Work task:
Tally up every line in the records beneath that has "filter", and write down only the total.

Dataset content:

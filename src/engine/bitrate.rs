//! Bitrate targets for H265 conversion

use crate::domain::errors::DomainError;

/// Kilobit rates derived from file size and duration
#[derive(Debug, Clone, Copy, PartialEq, Eq)]
pub struct BitrateTargets {
    pub current_kbps: u64,
    pub target_kbps: u64,
    pub min_kbps: u64,
    pub max_kbps: u64,
}

impl BitrateTargets {
    /// Estimate the source bitrate and derive encoder targets from it.
    ///
    /// The target is half the current rate; min and max bracket the current
    /// rate at 70% and 130%. All values are truncated to whole kilobits.
    pub fn compute(size_bytes: u64, duration_seconds: Option<f64>) -> Result<Self, DomainError> {
        let seconds = duration_seconds
            .filter(|d| d.is_finite() && *d > 0.0)
            .ok_or(DomainError::DurationUnknown)?;

        let minutes = seconds * (1.0 / 60.0);
        let megabytes = size_bytes as f64 / 1_000_000.0;
        let rate = megabytes / (minutes * 0.0075);
        let current = rate.trunc();

        Ok(Self {
            current_kbps: current as u64,
            target_kbps: (rate / 2.0).trunc() as u64,
            min_kbps: (current * 0.7).trunc() as u64,
            max_kbps: (current * 1.3).trunc() as u64,
        })
    }
}

#[cfg(test)]
mod tests {
    use super::*;

    #[test]
    fn targets_follow_current_rate() {
        // 900 MB over 60 minutes: 900 / (60 * 0.0075) = 2000
        let targets = BitrateTargets::compute(900_000_000, Some(3600.0)).unwrap();
        assert_eq!(
            targets,
            BitrateTargets {
                current_kbps: 2000,
                target_kbps: 1000,
                min_kbps: 1400,
                max_kbps: 2600,
            }
        );
    }

    #[test]
    fn values_are_truncated() {
        // 1 MB over 1 minute: 1 / 0.0075 = 133.33
        let targets = BitrateTargets::compute(1_000_000, Some(60.0)).unwrap();
        assert_eq!(targets.current_kbps, 133);
        assert_eq!(targets.target_kbps, 66);
        assert_eq!(targets.min_kbps, 93);
        assert_eq!(targets.max_kbps, 172);
    }

    #[test]
    fn unknown_duration_fails() {
        assert_eq!(BitrateTargets::compute(1, None), Err(DomainError::DurationUnknown));
        assert_eq!(BitrateTargets::compute(1, Some(0.0)), Err(DomainError::DurationUnknown));
    }
}
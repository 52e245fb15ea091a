use std::path::PathBuf;
use std::sync::Arc;

use tracing::debug;

use crate::adapters::http_metadata::http_client;
use crate::adapters::toml_config::Settings;
use crate::adapters::{FFmpegAdapter, FFprobeAdapter, RadarrAdapter, SonarrAdapter, TmdbAdapter};
use crate::app::{CacheInteractor, CleanInteractor, ClipInteractor, InspectInteractor};
use crate::engine::JobContext;
use crate::error::ScrubResult;
use crate::language::LanguageResolver;
use crate::ports::{EncodePort, MediaManagerPort, MetadataLookupPort, ProbePort};

/// Wires adapters to ports and hands out interactors
pub struct AppContainer {
    ctx: JobContext,
    cache_dir: PathBuf,
}

impl AppContainer {
    /// Production wiring: ffprobe/ffmpeg on `PATH` and whichever metadata
    /// services are configured
    pub fn from_settings(settings: &Settings, dry_run: bool) -> ScrubResult<Self> {
        let resolver = build_resolver(settings)?;
        Ok(Self::with_ports(
            Arc::new(FFprobeAdapter::new()),
            Arc::new(FFmpegAdapter::new(true)),
            resolver,
            settings.cache_dir.clone(),
            dry_run,
        ))
    }

    pub fn with_ports(
        probe: Arc<dyn ProbePort>,
        encoder: Arc<dyn EncodePort>,
        resolver: LanguageResolver,
        cache_dir: PathBuf,
        dry_run: bool,
    ) -> Self {
        let ctx = JobContext {
            probe,
            encoder,
            resolver: Arc::new(resolver),
            scratch_root: cache_dir.clone(),
            dry_run,
        };
        Self { ctx, cache_dir }
    }

    pub fn inspect_interactor(&self) -> InspectInteractor {
        InspectInteractor::new(Arc::clone(&self.ctx.probe))
    }

    pub fn clip_interactor(&self) -> ClipInteractor {
        ClipInteractor::new(self.ctx.clone())
    }

    pub fn clean_interactor(&self) -> CleanInteractor {
        CleanInteractor::new(self.ctx.clone())
    }

    pub fn cache_interactor(&self) -> CacheInteractor {
        CacheInteractor::new(self.cache_dir.clone())
    }
}

/// A service with an empty URL or key is left out entirely
fn build_resolver(settings: &Settings) -> ScrubResult<LanguageResolver> {
    let client = http_client()?;
    let mut managers: Vec<Arc<dyn MediaManagerPort>> = Vec::new();

    if !settings.radarr_url.is_empty() && !settings.radarr_api_key.is_empty() {
        managers.push(Arc::new(RadarrAdapter::new(
            client.clone(),
            settings.radarr_url.as_str(),
            settings.radarr_api_key.as_str(),
        )));
    }
    if !settings.sonarr_url.is_empty() && !settings.sonarr_api_key.is_empty() {
        managers.push(Arc::new(SonarrAdapter::new(
            client.clone(),
            settings.sonarr_url.as_str(),
            settings.sonarr_api_key.as_str(),
        )));
    }

    let metadata: Option<Arc<dyn MetadataLookupPort>> = if settings.tmdb_api_key.is_empty() {
        None
    } else {
        Some(Arc::new(TmdbAdapter::new(client, settings.tmdb_api_key.as_str())))
    };

    debug!(
        "LANGUAGE: {} media managers, metadata lookup {}",
        managers.len(),
        if metadata.is_some() { "enabled" } else { "disabled" }
    );
    Ok(LanguageResolver::new(managers, metadata))
}
//! Video stream selection

use tracing::trace;

use crate::domain::model::Stream;
use crate::streams::map_args;

/// Map every video stream except cover art and thumbnails
pub fn select_video(streams: &[Stream]) -> Vec<String> {
    let args: Vec<String> = streams
        .iter()
        .filter(|stream| !stream.is_excluded_video())
        .flat_map(|stream| map_args(stream.index))
        .collect();

    trace!("PROCESS VIDEO: {:?}", args);
    args
}
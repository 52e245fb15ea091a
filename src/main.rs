//! vidscrub CLI
//!
//! Inspect, clip and clean video files with ffmpeg.
//!
//! # Usage
//!
//! ```bash
//! vidscrub inspect "Movie (2001).mkv"
//! vidscrub clip --start 00:10:00 --duration 00:00:30 "Movie (2001).mkv"
//! vidscrub clean --downmix --langs eng,fre --h265 "Movie (2001).mkv"
//! ```

use std::process::ExitCode;

use clap::Parser;
use tracing::{debug, error};

use vidscrub::cli::{commands, Cli};
use vidscrub::config_initialization::initialize_settings;
use vidscrub::output;
use vidscrub::utils::{init_logging, LoggingConfig};

#[tokio::main]
async fn main() -> ExitCode {
    let cli = Cli::parse();

    let settings = match initialize_settings(&cli) {
        Ok(settings) => settings,
        Err(e) => {
            output::error(&e.to_string());
            return ExitCode::FAILURE;
        }
    };

    let logging = LoggingConfig {
        verbosity: cli.verbose,
        log_file: settings.log_target().map(|p| p.to_path_buf()),
    };
    if let Err(e) = init_logging(&logging) {
        output::error(&e.to_string());
        return ExitCode::FAILURE;
    }
    debug!(
        "Settings: languages {:?}, cache {}",
        settings.keep_languages,
        settings.cache_dir.display()
    );

    match commands::execute(cli, &settings).await {
        Ok(()) => ExitCode::SUCCESS,
        Err(e) => {
            error!("{:#}", e);
            output::error(&format!("{:#}", e));
            ExitCode::FAILURE
        }
    }
}
//! Chain of intermediate files for one video
//!
//! Each encoder pass reads the chain head and appends its output. All
//! produced files live in one scratch directory owned by the chain, which is
//! removed on [`TempChain::cleanup`] or when the chain is dropped.

use std::path::{Path, PathBuf};

use tempfile::TempDir;
use tracing::{debug, warn};

use crate::domain::errors::DomainError;

#[derive(Debug)]
pub struct TempChain {
    original: PathBuf,
    produced: Vec<PathBuf>,
    dir: Option<TempDir>,
}

impl TempChain {
    /// Create a chain for `original` with a fresh scratch directory under
    /// `scratch_root`
    pub fn new(original: &Path, scratch_root: &Path) -> Result<Self, DomainError> {
        std::fs::create_dir_all(scratch_root).map_err(|e| {
            DomainError::FsFail(format!(
                "Failed to create scratch directory {}: {}",
                scratch_root.display(),
                e
            ))
        })?;

        let stem = original
            .file_stem()
            .map(|s| s.to_string_lossy().into_owned())
            .unwrap_or_else(|| "video".to_string());

        let dir = tempfile::Builder::new()
            .prefix(&format!("{}-", stem))
            .tempdir_in(scratch_root)
            .map_err(|e| DomainError::FsFail(format!("Failed to create temp directory: {}", e)))?;
        debug!("TEMP: Scratch directory {}", dir.path().display());

        Ok(Self {
            original: original.to_path_buf(),
            produced: Vec::new(),
            dir: Some(dir),
        })
    }

    /// Latest produced file, or the original before any pass ran
    pub fn head(&self) -> &Path {
        self.produced.last().unwrap_or(&self.original)
    }

    pub fn original(&self) -> &Path {
        &self.original
    }

    /// Number of passes recorded so far
    pub fn len(&self) -> usize {
        self.produced.len()
    }

    pub fn is_empty(&self) -> bool {
        self.produced.is_empty()
    }

    /// Record a produced file as the new head
    pub fn append(&mut self, path: PathBuf) {
        debug!("TEMP: New head {}", path.display());
        self.produced.push(path);
    }

    /// Path for the next pass: `<n>_<step><suffix>` in the scratch directory.
    ///
    /// The suffix defaults to the head's extension.
    pub fn next_path(&self, step: &str, suffix: Option<&str>) -> Result<PathBuf, DomainError> {
        let dir = self
            .dir
            .as_ref()
            .ok_or_else(|| DomainError::FsFail("temp chain used after cleanup".to_string()))?;

        let suffix = match suffix {
            Some(s) => s.to_string(),
            None => self
                .head()
                .extension()
                .map(|e| format!(".{}", e.to_string_lossy()))
                .unwrap_or_default(),
        };

        Ok(dir
            .path()
            .join(format!("{}_{}{}", self.produced.len() + 1, step, suffix)))
    }

    /// Delete every produced file and the scratch directory. Safe to call
    /// more than once.
    pub fn cleanup(&mut self) {
        let Some(dir) = self.dir.take() else {
            return;
        };
        let path = dir.path().to_path_buf();
        if let Err(e) = dir.close() {
            warn!("TEMP: Failed to remove {}: {}", path.display(), e);
        } else {
            debug!("TEMP: Removed {}", path.display());
        }
        self.produced.clear();
    }
}

impl Drop for TempChain {
    fn drop(&mut self) {
        self.cleanup();
    }
}
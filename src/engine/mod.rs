//! Encode orchestration: stage arguments, temp files, progress and the
//! per-video job that sequences them

pub mod bitrate;
pub mod progress;
pub mod stages;
pub mod temp_chain;
pub mod video_job;

pub use bitrate::BitrateTargets;
pub use progress::{ProgressDisplay, ProgressEvent, ProgressParser};
pub use stages::StagePlan;
pub use temp_chain::TempChain;
pub use video_job::{JobContext, VideoJob};
// Domain layer - Core types and business rules

pub mod errors;
pub mod model;
pub mod rules;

Expected output:
2